*** Opening of Provided information ***

use serde::{Deserialize, Serialize};

/// Which phase of the export journey a step belongs to. Drives the
/// timeline phase breakdown on the report.
#[derive(Debug, Clone, Copy, Serialize, Deserialize, PartialEq, Eq)]
#[serde(rename_all = "snake_case")]
pub enum StepKind {
    Registration,
    Certification,
    Mitigation,
    Logistics,
}

/// One step of the compliance roadmap.
///
/// Steps are numbered 1-based in dependency order: every dependency number
/// is strictly smaller than the step's own number.
#[derive(Debug, Clone, Serialize, Deserialize)]
pub struct RoadmapStep {
    pub number: u32,
    pub title: String,
    pub description: String,
    pub kind: StepKind,
    pub duration_days: u32,

    /// Step numbers this step waits on; all strictly less than `number`.
    #[serde(default)]
    pub depends_on: Vec<u32>,
}

/// Check the dependency-ordering invariant over a whole roadmap: numbers
/// are 1..=n with no gaps, and every dependency points strictly backwards.
pub fn is_valid_roadmap(steps: &[RoadmapStep]) -> bool {
    for (index, step) in steps.iter().enumerate() {
        if step.number != (index + 1) as u32 {
            return false;
        }
        if step.duration_days == 0 {
            return false;
        }
        if step.depends_on.iter().any(|dep| *dep == 0 || *dep >= step.number) {
            return false;
        }
    }
    true
}

#[cfg(test)]
mod tests {
    use super::*;

    fn step(number: u32, depends_on: Vec<u32>) -> RoadmapStep {
        RoadmapStep {
            number,
            title: format!("step {number}"),
            description: String::new(),
            kind: StepKind::Registration,
            duration_days: 5,
            depends_on,
        }
    }

    #[test]
    fn ordered_steps_are_valid() {
        let steps = vec![step(1, vec![]), step(2, vec![1]), step(3, vec![1, 2])];
        assert!(is_valid_roadmap(&steps));
    }

    #[test]
    fn forward_dependency_is_invalid() {
        let steps = vec![step(1, vec![]), step(2, vec![3]), step(3, vec![])];
        assert!(!is_valid_roadmap(&steps));
    }

    #[test]
    fn self_dependency_is_invalid() {
        let steps = vec![step(1, vec![]), step(2, vec![2])];
        assert!(!is_valid_roadmap(&steps));
    }

    #[test]
    fn gapped_numbering_is_invalid() {
        let steps = vec![step(1, vec![]), step(3, vec![1])];
        assert!(!is_valid_roadmap(&steps));
    }

    #[test]
    fn zero_duration_is_invalid() {
        let mut bad = step(1, vec![]);
        bad.duration_days = 0;
        assert!(!is_valid_roadmap(&[bad]));
    }

    #[test]
    fn empty_roadmap_is_valid() {
        assert!(is_valid_roadmap(&[]));
    }
}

*** Close of Provided information ***

● Exercise aim
Without changing a single character, write out all of the entries.

● Reply to the exercise
use serde::{Deserialize, Serialize};

/// Which phase of the export journey a step belongs to. Drives the
/// timeline phase breakdown on the report.
#[derive(Debug, Clone, Copy, Serialize, Deserialize, PartialEq, Eq)]
#[serde(rename_all = "snake_case")]
pub enum StepKind {
    Registration,
    Certification,
    Mitigation,
    Logistics,
}

/// One step of the compliance roadmap.
///
/// Steps are numbered 1-based in dependency order: every dependency number
/// is strictly smaller than the step's own number.
#[derive(Debug, Clone, Serialize, Deserialize)]
pub struct RoadmapStep {
    pub number: u32,
    pub title: String,
    pub description: String,
    pub kind: StepKind,
    pub duration_days: u32,

    /// Step numbers this step waits on; all strictly less than `number`.
    #[serde(default)]
    pub depends_on: Vec<u32>,
}

/// Check the dependency-ordering invariant over a whole roadmap: numbers
/// are 1..=n with no gaps, and every dependency points strictly backwards.
pub fn is_valid_roadmap(steps: &[RoadmapStep]) -> bool {
    for (index, step) in steps.iter().enumerate() {
        if step.number != (index + 1) as u32 {
            return false;
        }
        if step.duration_days == 0 {
            return false;
        }
        if step.depends_on.iter().any(|dep| *dep == 0 || *dep >= step.number) {
            return false;
        }
    }
    true
}

#[cfg(test)]
mod tests {
    use super::*;

    fn step(number: u32, depends_on: Vec<u32>) -> RoadmapStep {
        RoadmapStep {
            number,
            title: format!("step {number}"),
            description: String::new(),
            kind: StepKind::Registration,
            duration_days: 5,
            depends_on,
        }
    }

    #[test]
    fn ordered_steps_are_valid() {
        let steps = vec![step(1, vec![]), step(2, vec![1]), step(3, vec![1, 2])];
        assert!(is_valid_roadmap(&steps));
    }

    #[test]
    fn forward_dependency_is_invalid() {
        let steps = vec![step(1, vec![]), step(2, vec![3]), step(3, vec![])];
        assert!(!is_valid_roadmap(&steps));
    }

    #[test]
    fn self_dependency_is_invalid() {
        let steps = vec![step(1, vec![]), step(2, vec![2])];
        assert!(!is_valid_roadmap(&steps));
    }

    #[test]
    fn gapped_numbering_is_invalid() {
        let steps = vec![step(1, vec![]), step(3, vec![1])];
        assert!(!is_valid_roadmap(&steps));
    }

    #[test]
    fn zero_duration_is_invalid() {
        let mut bad = step(1, vec![]);
        bad.duration_days = 0;
        assert!(!is_valid_roadmap(&[bad]));
    }

    #[test]
    fn empty_roadmap_is_valid() {
        assert!(is_valid_roadmap(&[]));
    }
}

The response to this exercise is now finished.